- Developer: Those Awesome Guys
- Publishers: PC; Those Awesome Guys; PlayStation 4; Reverb Communications, Inc.;
- Engine: Löve
- Platforms: Windows, Linux, macOS, PlayStation 4, Nintendo Switch
- Release: Microsoft Windows; 21 January 2016; PlayStation 4; 5 March 2019;
- Genres: Party, platformer
- Mode: Multiplayer

= Move or Die =

2016 multiplayer video game

Move or Die is a multiplayer party platformer indie game developed by Romanian indie studio Those Awesome Guys.

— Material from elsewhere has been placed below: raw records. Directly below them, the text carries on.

use thiserror::Error;

/// Main error type for the remix downloader
#[derive(Error, Debug)]
pub enum EvRemixesError {
    #[error("Network error: {0}")]
    Network(#[from] reqwest::Error),

    #[error("IO error: {0}")]
    Io(#[from] std::io::Error),

    #[error("JSON parsing error: {0}")]
    Json(#[from] serde_json::Error),

    #[error("TOML parsing error: {0}")]
    Toml(#[from] toml::de::Error),

    #[error("TOML serialization error: {0}")]
    TomlSerialize(#[from] toml::ser::Error),

    #[error("URL parsing error: {0}")]
    Url(#[from] url::ParseError),

    #[error("Lofty tagging error: {0}")]
    Lofty(#[from] lofty::error::LoftyError),

    #[error("Cover art error: {0}")]
    CoverArt(#[from] CoverArtError),

    #[error("Manifest error: {0}")]
    Manifest(String),

    #[error("Download error: {0}")]
    Download(String),

    #[error("Conversion error: {0}")]
    Conversion(String),

    #[error("Metadata error: {0}")]
    Metadata(String),

    #[error("Placement error: {0}")]
    Placement(String),

    #[error("Publish error: {0}")]
    Publish(String),

    #[error("CDN purge error: {0}")]
    Cdn(String),

    #[error("Configuration error: {0}")]
    Config(String),

    #[error("Missing credential: {0} is not set")]
    MissingCredential(&'static str),

    #[error("Invalid format: {0}")]
    InvalidFormat(String),

    #[error("File not found: {0}")]
    FileNotFound(String),

    #[error("Cancelled")]
    Cancelled,
}

impl EvRemixesError {
    /// Errors that end the whole run before or instead of track processing
    pub fn is_fatal(&self) -> bool {
        matches!(
            self,
            EvRemixesError::Manifest(_)
                | EvRemixesError::CoverArt(_)
                | EvRemixesError::MissingCredential(_)
                | EvRemixesError::Config(_)
                | EvRemixesError::Cancelled
        )
    }

    /// Process exit code for an error that reached `main`
    pub fn exit_code(&self) -> i32 {
        match self {
            EvRemixesError::Cancelled => 130,
            _ => 1,
        }
    }
}

/// Cover art failures. Cover art is shared by every track, so these are fatal.
#[derive(Error, Debug)]
pub enum CoverArtError {
    #[error("album has no cover art URL")]
    MissingUrl,

    #[error("failed to download cover art: {0}")]
    Download(String),

    #[error("failed to decode cover art: {0}")]
    Decode(#[source] image::ImageError),

    #[error("failed to encode cover art: {0}")]
    Encode(#[source] image::ImageError),
}

/// Result type alias for the application
pub type Result<T> = std::result::Result<T, EvRemixesError>;

#[cfg(test)]
mod tests {
    use super::*;

    #[test]
    fn test_setup_errors_are_fatal() {
        assert!(EvRemixesError::Manifest("offline".into()).is_fatal());
        assert!(EvRemixesError::CoverArt(CoverArtError::MissingUrl).is_fatal());
        assert!(EvRemixesError::MissingCredential("AZURE_STORAGE_SAS_URL").is_fatal());
    }

    #[test]
    fn test_track_errors_are_not_fatal() {
        assert!(!EvRemixesError::Download("404".into()).is_fatal());
        assert!(!EvRemixesError::Conversion("ffmpeg".into()).is_fatal());
        assert!(!EvRemixesError::Publish("timeout".into()).is_fatal());
    }

    #[test]
    fn test_exit_codes() {
        assert_eq!(EvRemixesError::Cancelled.exit_code(), 130);
        assert_eq!(EvRemixesError::Manifest("bad json".into()).exit_code(), 1);
    }

    #[test]
    fn test_missing_credential_message_names_variable() {
        let err = EvRemixesError::MissingCredential("EV_TELEGRAM_BOT_TOKEN");
        assert_eq!(err.to_string(), "Missing credential: EV_TELEGRAM_BOT_TOKEN is not set");
    }
}
use crate::config::{AudioFormat, TrackVariant};
use crate::downloader::{
    AlbumInfo, CoverArt, Destination, DownloadSelection, FormatConverter, Manifest, MetadataTagger, OutputPlacer,
    RunSummary, TrackFetcher, TrackMetadata, TrackOutcome, TrackStage,
};
use crate::errors::{EvRemixesError, Result};
use crate::publish::{PublishRequest, Publisher};
use crate::utils::logger::Logger;
use crate::utils::net::NetworkUtils;
use crate::utils::Utils;
use indicatif::{ProgressBar, ProgressStyle};
use std::collections::HashSet;
use std::path::{Path, PathBuf};
use std::time::Duration;

/// Cover art for both renditions; instrumentals fall back to the album cover
#[derive(Debug, Clone)]
pub struct AlbumArt {
    pub original: CoverArt,
    pub instrumental: Option<CoverArt>,
}

impl AlbumArt {
    pub fn for_variant(&self, variant: TrackVariant) -> &CoverArt {
        match variant {
            TrackVariant::Instrumental => self.instrumental.as_ref().unwrap_or(&self.original),
            TrackVariant::Original => &self.original,
        }
    }
}

/// Where a job's audio comes from
#[derive(Debug, Clone, PartialEq)]
pub enum TrackSource {
    /// Hosted file for the track's variant, requested in this format
    Remote(AudioFormat),
    /// A local master; never modified
    Local(PathBuf),
}

/// One track through fetch, convert, tag, place, publish
#[derive(Debug, Clone)]
pub struct TrackJob<'m> {
    pub track: &'m TrackMetadata,
    /// 1-based position after sorting
    pub position: usize,
    pub variant: TrackVariant,
    pub source: TrackSource,
    /// Format of the finished file
    pub output_format: AudioFormat,
    /// Final file path; `None` keeps the file in the run's work dir
    pub destination: Option<PathBuf>,
    pub publish: Option<PublishRequest>,
}

/// Runs tracks one after another, isolating failures per track
pub struct Pipeline<'a> {
    fetcher: TrackFetcher<'a>,
    converter: FormatConverter,
    tagger: MetadataTagger,
    work_dir: PathBuf,
    publisher: Option<&'a dyn Publisher>,
    show_progress: bool,
}
use serde::{Deserialize, Serialize};
use std::path::{Path, PathBuf};
use crate::errors::{Result, EvRemixesError};

/// Lossless output formats
#[derive(Debug, Clone, Copy, PartialEq, Eq, Hash, Serialize, Deserialize, clap::ValueEnum)]
#[serde(rename_all = "lowercase")]
pub enum AudioFormat {
    Flac,
    Alac,
}

impl std::fmt::Display for AudioFormat {
    fn fmt(&self, f: &mut std::fmt::Formatter<'_>) -> std::fmt::Result {
        match self {
            AudioFormat::Flac => write!(f, "FLAC"),
            AudioFormat::Alac => write!(f, "ALAC"),
        }
    }
}

impl std::str::FromStr for AudioFormat {
    type Err = EvRemixesError;

    fn from_str(s: &str) -> Result<Self> {
        match s.to_lowercase().as_str() {
            "flac" => Ok(AudioFormat::Flac),
            "alac" | "m4a" => Ok(AudioFormat::Alac),
            _ => Err(EvRemixesError::InvalidFormat(s.to_string())),
        }
    }
}

impl AudioFormat {
    pub const ALL: [AudioFormat; 2] = [AudioFormat::Alac, AudioFormat::Flac];

    /// File extension, which is also the extension hosted next to every track URL
    pub fn extension(&self) -> &'static str {
        match self {
            AudioFormat::Flac => "flac",
            AudioFormat::Alac => "m4a",
        }
    }

    /// Human readable name used in progress output
    pub fn long_name(&self) -> &'static str {
        match self {
            AudioFormat::Flac => "FLAC",
            AudioFormat::Alac => "Apple Lossless",
        }
    }

    pub fn content_type(&self) -> &'static str {
        match self {
            AudioFormat::Flac => "audio/flac",
            AudioFormat::Alac => "audio/mp4",
        }
    }

    /// Match a file extension (without dot) to a format
    pub fn from_extension(ext: &str) -> Option<Self> {
        match ext.to_lowercase().as_str() {
            "flac" => Some(AudioFormat::Flac),
            "m4a" => Some(AudioFormat::Alac),
            _ => None,
        }
    }
}

/// Format choice on the command line
#[derive(Debug, Clone, Copy, PartialEq, Eq, clap::ValueEnum)]
pub enum FormatChoice {
    Flac,
    Alac,
    Both,
}

impl FormatChoice {
    pub fn formats(&self) -> Vec<AudioFormat> {
        match self {
            FormatChoice::Flac => vec![AudioFormat::Flac],
            FormatChoice::Alac => vec![AudioFormat::Alac],
            FormatChoice::Both => AudioFormat::ALL.to_vec(),
        }
    }
}

/// Original or instrumental rendition of a track
#[derive(Debug, Clone, Copy, PartialEq, Eq, Hash, Serialize, Deserialize)]
pub enum TrackVariant {
    Original,
    Instrumental,
}

impl TrackVariant {
    /// Disc number used to keep both renditions apart in one library view
    pub fn disc_number(&self) -> u32 {
        match self {
            TrackVariant::Original => 1,
            TrackVariant::Instrumental => 2,
        }
    }
}

impl std::fmt::Display for TrackVariant {
    fn fmt(&self, f: &mut std::fmt::Formatter<'_>) -> std::fmt::Result {
        match self {
            TrackVariant::Original => write!(f, "Originals"),
            TrackVariant::Instrumental => write!(f, "Instrumentals"),
        }
    }
}

/// Variant choice on the command line
#[derive(Debug, Clone, Copy, PartialEq, Eq, clap::ValueEnum)]
pub enum VariantChoice {
    Original,
    Instrumental,
    Both,
}

impl VariantChoice {
    pub fn variants(&self) -> Vec<TrackVariant> {
        match self {
            VariantChoice::Original => vec![TrackVariant::Original],
            VariantChoice::Instrumental => vec![TrackVariant::Instrumental],
            VariantChoice::Both => vec![TrackVariant::Original, TrackVariant::Instrumental],
        }
    }
}

/// Well-known download locations
#[derive(Debug, Clone, Copy, PartialEq, Eq, clap::ValueEnum)]
pub enum Location {
    Downloads,
    Music,
    Onedrive,
    Custom,
}

impl std::fmt::Display for Location {
    fn fmt(&self, f: &mut std::fmt::Formatter<'_>) -> std::fmt::Result {
        match self {
            Location::Downloads => write!(f, "Downloads folder"),
            Location::Music => write!(f, "Music folder"),
            Location::Onedrive => write!(f, "OneDrive folder"),
            Location::Custom => write!(f, "Custom path"),
        }
    }
}

/// Cover art configuration
#[derive(Debug, Clone, Serialize, Deserialize)]
#[serde(default)]
pub struct CoverConfig {
    /// 1 to 100
    pub jpeg_quality: u8,
}

impl Default for CoverConfig {
    fn default() -> Self {
        Self { jpeg_quality: 95 }
    }
}

/// Blob storage layout
#[derive(Debug, Clone, Serialize, Deserialize)]
#[serde(default)]
pub struct BlobConfig {
    /// Folder inside the container that holds the tracks
    pub prefix: String,
    /// Public URL the container is served from (CDN endpoint)
    pub public_base_url: String,
}

impl Default for BlobConfig {
    fn default() -> Self {
        Self {
            prefix: "ev".to_string(),
            public_base_url: "https://files.dannystewart.com/music".to_string(),
        }
    }
}

/// CDN purge target
#[derive(Debug, Clone, Serialize, Deserialize)]
#[serde(default)]
pub struct CdnConfig {
    pub enabled: bool,
    pub resource_group: String,
    pub profile_name: String,
    pub endpoint_name: String,
    /// Path purged when no explicit content paths are given
    pub default_content_path: String,
}

impl Default for CdnConfig {
    fn default() -> Self {
        Self {
            enabled: true,
            resource_group: "dsfiles".to_string(),
            profile_name: "dsfiles".to_string(),
            endpoint_name: "dsfiles".to_string(),
            default_content_path: "/ev".to_string(),
        }
    }
}

/// Telegram channel publishing
#[derive(Debug, Clone, Serialize, Deserialize)]
#[serde(default)]
pub struct TelegramConfig {
    pub api_base_url: String,
    /// Upload cache location; the data directory is used when unset
    pub cache_path: Option<PathBuf>,
    pub cache_retention_days: i64,
}

impl Default for TelegramConfig {
    fn default() -> Self {
        Self {
            api_base_url: "https://api.telegram.org".to_string(),
            cache_path: None,
            cache_retention_days: 30,
        }
    }
}

/// Application configuration
#[derive(Debug, Clone, Serialize, Deserialize)]
#[serde(default)]
pub struct Config {
    pub manifest_url: String,
    pub downloads_directory: PathBuf,
    pub music_directory: PathBuf,
    /// Admin library root; every format and variant lands in a subfolder here
    pub onedrive_directory: PathBuf,
    pub request_timeout_secs: u64,
    /// Show the output folder in the file manager after a download
    pub open_folder: bool,
    pub cover_config: CoverConfig,
    pub blob_config: BlobConfig,
    pub cdn_config: CdnConfig,
    pub telegram_config: TelegramConfig,
}

impl Default for Config {
    fn default() -> Self {
        let home = dirs::home_dir().unwrap_or_else(|| PathBuf::from("."));
        Self {
            manifest_url: "https://gitlab.dannystewart.com/danny/evremixes/raw/main/evtracks.json"
                .to_string(),
            downloads_directory: dirs::download_dir().unwrap_or_else(|| home.join("Downloads")),
            music_directory: dirs::audio_dir().unwrap_or_else(|| home.join("Music")),
            onedrive_directory: home
                .join("Library/CloudStorage/OneDrive-Personal")
                .join("Music/Danny Stewart/Evanescence Remixes"),
            request_timeout_secs: 30,
            open_folder: true,
            cover_config: CoverConfig::default(),
            blob_config: BlobConfig::default(),
            cdn_config: CdnConfig::default(),
            telegram_config: TelegramConfig::default(),
        }
    }
}

impl Config {
    /// Get the configuration directory path
    pub fn config_dir() -> Result<PathBuf> {
        dirs::config_dir()
            .ok_or_else(|| EvRemixesError::Config("Could not find config directory".to_string()))
            .map(|dir| dir.join("evremixes"))
    }

    /// Get the settings file path
    pub fn settings_path() -> Result<PathBuf> {
        Ok(Self::config_dir()?.join("config.toml"))
    }

    /// Directory for persisted state such as the upload cache
    pub fn data_dir() -> Result<PathBuf> {
        dirs::data_dir()
            .ok_or_else(|| EvRemixesError::Config("Could not find data directory".to_string()))
            .map(|dir| dir.join("evremixes"))
    }

    /// Load from the default location, writing defaults on first run
    pub fn load() -> Result<Self> {
        let settings_path = Self::settings_path()?;

        if !settings_path.exists() {
            let config = Self::default();
            config.save_to(&settings_path)?;
            return Ok(config);
        }

        Self::load_from(&settings_path)
    }

    /// Load configuration from an explicit TOML file
    pub fn load_from(path: &Path) -> Result<Self> {
        let content = std::fs::read_to_string(path)
            .map_err(|e| EvRemixesError::Config(format!("Failed to read {}: {}", path.display(), e)))?;

        let config: Self = toml::from_str(&content)
            .map_err(|e| EvRemixesError::Config(format!("Failed to parse {}: {}", path.display(), e)))?;
        config.validate()?;
        Ok(config)
    }

    /// Reject values that would fail every run
    pub fn validate(&self) -> Result<()> {
        let quality = self.cover_config.jpeg_quality;
        if !(1..=100).contains(&quality) {
            return Err(EvRemixesError::Config(format!(
                "cover_config.jpeg_quality must be between 1 and 100, got {}",
                quality
            )));
        }
        if self.request_timeout_secs == 0 {
            return Err(EvRemixesError::Config("request_timeout_secs must be greater than 0".to_string()));
        }
        Ok(())
    }

    pub fn save_to(&self, path: &Path) -> Result<()> {
        if let Some(parent) = path.parent() {
            std::fs::create_dir_all(parent)
                .map_err(|e| EvRemixesError::Config(format!("Failed to create config directory: {}", e)))?;
        }

        let toml_content = toml::to_string_pretty(self)
            .map_err(|e| EvRemixesError::Config(format!("Failed to serialize settings: {}", e)))?;

        std::fs::write(path, toml_content)
            .map_err(|e| EvRemixesError::Config(format!("Failed to write settings file: {}", e)))?;

        Ok(())
    }

    pub fn request_timeout(&self) -> std::time::Duration {
        std::time::Duration::from_secs(self.request_timeout_secs)
    }

    /// Upload cache path, falling back to the data directory
    pub fn upload_cache_path(&self) -> Result<PathBuf> {
        match &self.telegram_config.cache_path {
            Some(path) => Ok(path.clone()),
            None => Ok(Self::data_dir()?.join("upload_cache.json")),
        }
    }
}

#[cfg(test)]
mod tests {
    use super::*;

    #[test]
    fn test_parse_partial_config_toml() {
        let toml_str = r#"
manifest_url = "https://example.com/tracks.json"
request_timeout_secs = 10

[cdn_config]
enabled = false
"#;

        let cfg: Config = toml::from_str(toml_str).unwrap();
        assert_eq!(cfg.manifest_url, "https://example.com/tracks.json");
        assert_eq!(cfg.request_timeout_secs, 10);
        assert!(!cfg.cdn_config.enabled);
        assert!(cfg.open_folder);
        // Untouched sections keep their defaults
        assert_eq!(cfg.cdn_config.resource_group, "dsfiles");
        assert_eq!(cfg.cover_config.jpeg_quality, 95);
        assert_eq!(cfg.blob_config.prefix, "ev");
    }

    #[test]
    fn test_save_and_load_round_trip() {
        let dir = tempfile::tempdir().unwrap();
        let path = dir.path().join("nested").join("config.toml");

        let mut config = Config::default();
        config.telegram_config.cache_retention_days = 7;
        config.save_to(&path).unwrap();

        let loaded = Config::load_from(&path).unwrap();
        assert_eq!(loaded.telegram_config.cache_retention_days, 7);
        assert_eq!(loaded.manifest_url, config.manifest_url);
    }

    #[test]
    fn test_load_from_invalid_file_is_config_error() {
        let dir = tempfile::tempdir().unwrap();
        let path = dir.path().join("config.toml");
        std::fs::write(&path, "manifest_url = [").unwrap();

        match Config::load_from(&path) {
            Err(EvRemixesError::Config(msg)) => assert!(msg.contains("Failed to parse")),
            other => panic!("expected config error, got {:?}", other),
        }
    }

    #[test]
    fn test_load_rejects_unusable_values() {
        let dir = tempfile::tempdir().unwrap();
        let path = dir.path().join("config.toml");

        std::fs::write(&path, "[cover_config]\njpeg_quality = 0\n").unwrap();
        match Config::load_from(&path) {
            Err(EvRemixesError::Config(msg)) => assert!(msg.contains("jpeg_quality")),
            other => panic!("expected config error, got {:?}", other),
        }

        std::fs::write(&path, "request_timeout_secs = 0\n").unwrap();
        assert!(matches!(Config::load_from(&path), Err(EvRemixesError::Config(_))));

        // An old `size` key is ignored; covers are always 800 px
        std::fs::write(&path, "[cover_config]\nsize = 0\njpeg_quality = 90\n").unwrap();
        assert_eq!(Config::load_from(&path).unwrap().cover_config.jpeg_quality, 90);
    }

    #[test]
    fn test_format_extensions_and_parsing() {
        assert_eq!(AudioFormat::Flac.extension(), "flac");
        assert_eq!(AudioFormat::Alac.extension(), "m4a");
        assert_eq!("m4a".parse::<AudioFormat>().unwrap(), AudioFormat::Alac);
        assert_eq!(AudioFormat::from_extension("FLAC"), Some(AudioFormat::Flac));
        assert!("mp3".parse::<AudioFormat>().is_err());
    }

    #[test]
    fn test_variant_disc_numbers() {
        assert_eq!(TrackVariant::Original.disc_number(), 1);
        assert_eq!(TrackVariant::Instrumental.disc_number(), 2);
        assert_eq!(VariantChoice::Both.variants().len(), 2);
        assert_eq!(FormatChoice::Both.formats().len(), 2);
    }
}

Move or Die was released on Microsoft Windows on 21 January 2016 and was released on PlayStation 4 on 5 March 2019.

==Gameplay==
Move or Die is a competitive four-player game in which each player controls one colored blob whose health drops rapidly if they stop moving for a moment, and regenerates if they resume movement. Different rules or modifiers are added in each round, with additional failure states varying between modes. The challenge arises from requiring players to keep moving to win, while avoiding hazards such as death tiles or falling blocks. Players can also attempt to push each other around, including into hazards.

==Reception==
On review aggregator Metacritic, Move or Die has received "generally favorable" reviews. Hardcore Gamer scored the game 4.5 out of 5, praising its simplicity and multiplayer gameplay, calling it "quite possibly one of the best party games on Steam".